▸ MATERIAL TO PROCESS:
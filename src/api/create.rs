//! Network creation from command parameters.
//!
//! Translates library-owned create parameters plus the configured network
//! defaults into [`NetworkOptions`] and creates the network through a
//! session.

use crate::config::NetworkConfig;
use crate::engine::NetworkEngine;
use crate::error::{ConfigError, PodnetError, Result as PodnetResult};
use crate::network::{DockerNetwork, IpamPool, IpamSettings, NetworkOptions, NetworkSession};

/// Parameters for creating a network.
///
/// Flags that are `false` fall back to the configured defaults, so a
/// configuration can turn a flag on for every network.
#[derive(Debug, Clone, Default, PartialEq, Eq)]
pub struct CreateNetworkParams {
    /// Network name. A random name is used when `None`.
    pub name: Option<String>,
    /// Driver override.
    pub driver: Option<String>,
    /// Allow standalone containers to attach.
    pub attachable: bool,
    /// Cut the network off from the host.
    pub internal: bool,
    /// Enable IPv6.
    pub enable_ipv6: bool,
    /// Labels in `key=value` form.
    pub labels: Vec<String>,
    /// IPAM subnet in CIDR notation.
    pub subnet: Option<String>,
    /// IPAM gateway address.
    pub gateway: Option<String>,
    /// IPAM allocation range.
    pub ip_range: Option<String>,
    /// IPAM driver.
    pub ipam_driver: Option<String>,
}

/// Split a `key=value` label.
///
/// The value may be empty and may itself contain `=`.
///
/// # Errors
///
/// Returns `ConfigError::InvalidValue` when there is no `=` or the key is
/// blank.
pub fn parse_label(raw: &str) -> PodnetResult<(String, String)> {
    match raw.split_once('=') {
        Some((key, value)) if !key.trim().is_empty() => {
            Ok((String::from(key.trim()), String::from(value)))
        }
        _ => Err(ConfigError::InvalidValue {
            field: String::from("label"),
            reason: format!("expected key=value, got '{raw}'"),
        }
        .into()),
    }
}

/// Build create options from configured defaults and `params`.
///
/// # Errors
///
/// Returns label parse errors from [`parse_label`], `ConfigError::InvalidValue`
/// when a gateway or IP range is given without a subnet, and validation
/// errors from [`NetworkOptions::validate`].
pub fn network_options(
    config: &NetworkConfig,
    params: &CreateNetworkParams,
) -> PodnetResult<NetworkOptions> {
    let labels = params
        .labels
        .iter()
        .map(|raw| parse_label(raw))
        .collect::<PodnetResult<Vec<_>>>()?;

    let mut options = NetworkOptions::from_network_config(config)
        .with_attachable(config.attachable || params.attachable)
        .with_internal(config.internal || params.internal)
        .with_enable_ipv6(config.enable_ipv6 || params.enable_ipv6)
        .with_labels(labels);

    if let Some(ref name) = params.name {
        options = options.with_name(name.clone());
    }
    if let Some(ref driver) = params.driver {
        options = options.with_driver(driver.clone());
    }
    let pool = ipam_pool(params)?;
    if pool.is_some() || params.ipam_driver.is_some() {
        options = options.with_ipam(IpamSettings {
            driver: params.ipam_driver.clone(),
            pools: pool.into_iter().collect(),
            ..IpamSettings::default()
        });
    }

    options.validate()?;
    Ok(options)
}

/// Create a network from `params` within `session`.
///
/// # Errors
///
/// Returns the errors of [`network_options`] and
/// [`NetworkSession::create_network_async`].
pub async fn create_network_async<E: NetworkEngine>(
    session: &NetworkSession,
    engine: &E,
    config: &NetworkConfig,
    params: &CreateNetworkParams,
) -> Result<DockerNetwork, PodnetError> {
    let options = network_options(config, params)?;
    session.create_network_async(engine, &options).await
}

/// Build the single address pool described by `params`.
///
/// A gateway or IP range only makes sense inside a subnet.
fn ipam_pool(params: &CreateNetworkParams) -> PodnetResult<Option<IpamPool>> {
    let Some(ref subnet) = params.subnet else {
        let orphan = [
            ("ipam.gateway", params.gateway.as_deref()),
            ("ipam.ip_range", params.ip_range.as_deref()),
        ]
        .into_iter()
        .find_map(|(field, value)| value.map(|set| (field, set)));
        return match orphan {
            Some((field, value)) => Err(ConfigError::InvalidValue {
                field: String::from(field),
                reason: format!("'{value}' requires a subnet"),
            }
            .into()),
            None => Ok(None),
        };
    };

    Ok(Some(IpamPool {
        subnet: Some(subnet.clone()),
        gateway: params.gateway.clone(),
        ip_range: params.ip_range.clone(),
        ..IpamPool::default()
    }))
}
//! Configuration system for podnet.
//!
//! This module provides the configuration structures and CLI definitions for the
//! podnet application. Configuration loading and precedence merging is handled by
//! the `ortho_config` crate. Precedence: CLI flags override environment
//! variables, which override configuration files, which override defaults.
//!
//! The configuration file is expected at `~/.config/podnet/config.toml` by default.
//!
//! # Example Configuration
//!
//! ```toml
//! engine_socket = "unix:///run/user/1000/podman/podman.sock"
//! session_id = "ci-run-42"
//!
//! [network]
//! driver = "bridge"
//! attachable = true
//! internal = false
//! enable_ipv6 = false
//! timeout_secs = 60
//! ```

mod cli;
mod loader;
mod types;

#[cfg(test)]
mod tests;

pub use cli::{Cli, Commands, ContainerArgs, CreateArgs, InspectArgs, ListArgs, RemoveArgs};
pub use loader::{env_var_names, load_config, load_config_with_env};
pub use types::{AppConfig, NetworkConfig};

▸ ASSIGNMENT: Wherever the string "NetworkEngine" occurs in the records, copy the line it is in.

▸ EXERCISE ANSWER:
use crate::engine::NetworkEngine;
pub async fn create_network_async<E: NetworkEngine>(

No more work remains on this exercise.